Exercise goal. Starting with the first line, output the data exactly through to the end.
··· Source material ···
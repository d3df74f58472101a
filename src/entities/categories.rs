use sea_orm::entity::prelude::*;

#[derive(Clone, Debug, PartialEq, Eq, DeriveEntityModel)]
#[sea_orm(table_name = "categories")]
pub struct Model {
    #[sea_orm(primary_key)]
    pub id: i32,
    #[sea_orm(indexed)]
    pub name: String,
    #[sea_orm(unique)]
    pub slug: String,
}

#[derive(Copy, Clone, Debug, EnumIter, DeriveRelation)]
pub enum Relation {
    #[sea_orm(has_many = "super::titles::Entity")]
    Titles,
}

impl Related<super::titles::Entity> for Entity {
    fn to() -> RelationDef {
        Relation::Titles.def()
    }
}

impl ActiveModelBehavior for ActiveModel {}
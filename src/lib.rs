pub mod api;
pub mod cli;
pub mod config;
pub mod db;
pub mod domain;
pub mod entities;
pub mod models;
pub mod services;
pub mod state;

use anyhow::Context;
use clap::Parser;
use cli::{
    Cli, Commands, MigrateCommands, ReviewCommands, TitleCommands, UserCommands, cmd_migrate_down,
    cmd_migrate_status, cmd_migrate_up, cmd_review_show, cmd_title_list, cmd_title_show,
    cmd_user_add, cmd_user_list,
};
pub use config::Config;
use tokio::signal;
use tracing::{error, info, warn};
use tracing_subscriber::EnvFilter;

pub async fn run() -> anyhow::Result<()> {
    let cli = Cli::parse();

    let config = Config::load()?;
    config.validate()?;

    init_tracing(&config);

    match cli.command.unwrap_or(Commands::Serve) {
        Commands::Serve => run_server(config).await,

        Commands::Init => {
            if Config::create_default_if_missing()? {
                println!("✓ Config file created. Edit config.toml and run again.");
            } else {
                println!("config.toml already exists, leaving it untouched.");
            }
            Ok(())
        }

        Commands::Migrate { command } => match command {
            MigrateCommands::Up => cmd_migrate_up(&config).await,
            MigrateCommands::Down { steps } => cmd_migrate_down(&config, steps).await,
            MigrateCommands::Status => cmd_migrate_status(&config).await,
        },

        Commands::User { command } => match command {
            UserCommands::Add { username } => cmd_user_add(&config, &username).await,
            UserCommands::List => cmd_user_list(&config).await,
        },

        Commands::Title { command } => match command {
            TitleCommands::List { category, genre } => {
                cmd_title_list(&config, category, genre).await
            }
            TitleCommands::Show { id } => cmd_title_show(&config, id).await,
        },

        Commands::Review { command } => match command {
            ReviewCommands::Show { id } => cmd_review_show(&config, id).await,
        },
    }
}

fn init_tracing(config: &Config) {
    use tracing_subscriber::{layer::SubscriberExt, util::SubscriberInitExt};

    let env_filter = EnvFilter::try_from_default_env()
        .unwrap_or_else(|_| EnvFilter::new(&config.general.log_level));

    let registry = tracing_subscriber::registry().with(env_filter);

    if config.general.log_format.eq_ignore_ascii_case("json") {
        registry.with(tracing_subscriber::fmt::layer().json()).init();
    } else {
        registry.with(tracing_subscriber::fmt::layer()).init();
    }
}

async fn run_server(config: Config) -> anyhow::Result<()> {
    info!("yamdb v{} starting...", env!("CARGO_PKG_VERSION"));

    if !config.server.enabled {
        warn!("Server is disabled in config; nothing to do");
        return Ok(());
    }

    let prometheus_handle = if config.observability.metrics_enabled {
        use metrics_exporter_prometheus::PrometheusBuilder;
        let handle = PrometheusBuilder::new()
            .install_recorder()
            .context("Failed to install Prometheus recorder")?;
        info!("Prometheus metrics recorder initialized");
        Some(handle)
    } else {
        None
    };

    let port = config.server.port;
    let api_state = api::create_app_state_from_config(config, prometheus_handle).await?;
    let app = api::router(api_state).await;

    let addr = format!("0.0.0.0:{port}");
    let listener = tokio::net::TcpListener::bind(&addr)
        .await
        .with_context(|| format!("Failed to bind {addr}"))?;

    info!("Web server running at http://{}", addr);

    axum::serve(listener, app)
        .with_graceful_shutdown(shutdown_signal())
        .await
        .context("Web server error")?;

    info!("Server stopped");
    Ok(())
}

async fn shutdown_signal() {
    match signal::ctrl_c().await {
        Ok(()) => info!("Shutdown signal received"),
        Err(e) => error!("Error listening for shutdown: {}", e),
    }
}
···
Task answer.
repository d3df74f58472101a
filename src/entities/categories.rs
use sea_orm::entity::prelude::*;

#[derive(Clone, Debug, PartialEq, Eq, DeriveEntityModel)]
#[sea_orm(table_name = "categories")]
pub struct Model {
    #[sea_orm(primary_key)]
    pub id: i32,
    #[sea_orm(indexed)]
    pub name: String,
    #[sea_orm(unique)]
    pub slug: String,
}

#[derive(Copy, Clone, Debug, EnumIter, DeriveRelation)]
pub enum Relation {
    #[sea_orm(has_many = "super::titles::Entity")]
    Titles,
}

impl Related<super::titles::Entity> for Entity {
    fn to() -> RelationDef {
        Relation::Titles.def()
    }
}

impl ActiveModelBehavior for ActiveModel {}
filename src/lib.rs
pub mod api;
pub mod cli;
pub mod config;
pub mod db;
pub mod domain;
pub mod entities;
pub mod models;
pub mod services;
pub mod state;

use anyhow::Context;
use clap::Parser;
use cli::{
    Cli, Commands, MigrateCommands, ReviewCommands, TitleCommands, UserCommands, cmd_migrate_down,
    cmd_migrate_status, cmd_migrate_up, cmd_review_show, cmd_title_list, cmd_title_show,
    cmd_user_add, cmd_user_list,
};
pub use config::Config;
use tokio::signal;
use tracing::{error, info, warn};
use tracing_subscriber::EnvFilter;

pub async fn run() -> anyhow::Result<()> {
    let cli = Cli::parse();

    let config = Config::load()?;
    config.validate()?;

    init_tracing(&config);

    match cli.command.unwrap_or(Commands::Serve) {
        Commands::Serve => run_server(config).await,

        Commands::Init => {
            if Config::create_default_if_missing()? {
                println!("✓ Config file created. Edit config.toml and run again.");
            } else {
                println!("config.toml already exists, leaving it untouched.");
            }
            Ok(())
        }

        Commands::Migrate { command } => match command {
            MigrateCommands::Up => cmd_migrate_up(&config).await,
            MigrateCommands::Down { steps } => cmd_migrate_down(&config, steps).await,
            MigrateCommands::Status => cmd_migrate_status(&config).await,
        },

        Commands::User { command } => match command {
            UserCommands::Add { username } => cmd_user_add(&config, &username).await,
            UserCommands::List => cmd_user_list(&config).await,
        },

        Commands::Title { command } => match command {
            TitleCommands::List { category, genre } => {
                cmd_title_list(&config, category, genre).await
            }
            TitleCommands::Show { id } => cmd_title_show(&config, id).await,
        },

        Commands::Review { command } => match command {
            ReviewCommands::Show { id } => cmd_review_show(&config, id).await,
        },
    }
}

fn init_tracing(config: &Config) {
    use tracing_subscriber::{layer::SubscriberExt, util::SubscriberInitExt};

    let env_filter = EnvFilter::try_from_default_env()
        .unwrap_or_else(|_| EnvFilter::new(&config.general.log_level));

    let registry = tracing_subscriber::registry().with(env_filter);

    if config.general.log_format.eq_ignore_ascii_case("json") {
        registry.with(tracing_subscriber::fmt::layer().json()).init();
    } else {
        registry.with(tracing_subscriber::fmt::layer()).init();
    }
}

async fn run_server(config: Config) -> anyhow::Result<()> {
    info!("yamdb v{} starting...", env!("CARGO_PKG_VERSION"));

    if !config.server.enabled {
        warn!("Server is disabled in config; nothing to do");
        return Ok(());
    }

    let prometheus_handle = if config.observability.metrics_enabled {
        use metrics_exporter_prometheus::PrometheusBuilder;
        let handle = PrometheusBuilder::new()
            .install_recorder()
            .context("Failed to install Prometheus recorder")?;
        info!("Prometheus metrics recorder initialized");
        Some(handle)
    } else {
        None
    };

    let port = config.server.port;
    let api_state = api::create_app_state_from_config(config, prometheus_handle).await?;
    let app = api::router(api_state).await;

    let addr = format!("0.0.0.0:{port}");
    let listener = tokio::net::TcpListener::bind(&addr)
        .await
        .with_context(|| format!("Failed to bind {addr}"))?;

    info!("Web server running at http://{}", addr);

    axum::serve(listener, app)
        .with_graceful_shutdown(shutdown_signal())
        .await
        .context("Web server error")?;

    info!("Server stopped");
    Ok(())
}

async fn shutdown_signal() {
    match signal::ctrl_c().await {
        Ok(()) => info!("Shutdown signal received"),
        Err(e) => error!("Error listening for shutdown: {}", e),
    }
}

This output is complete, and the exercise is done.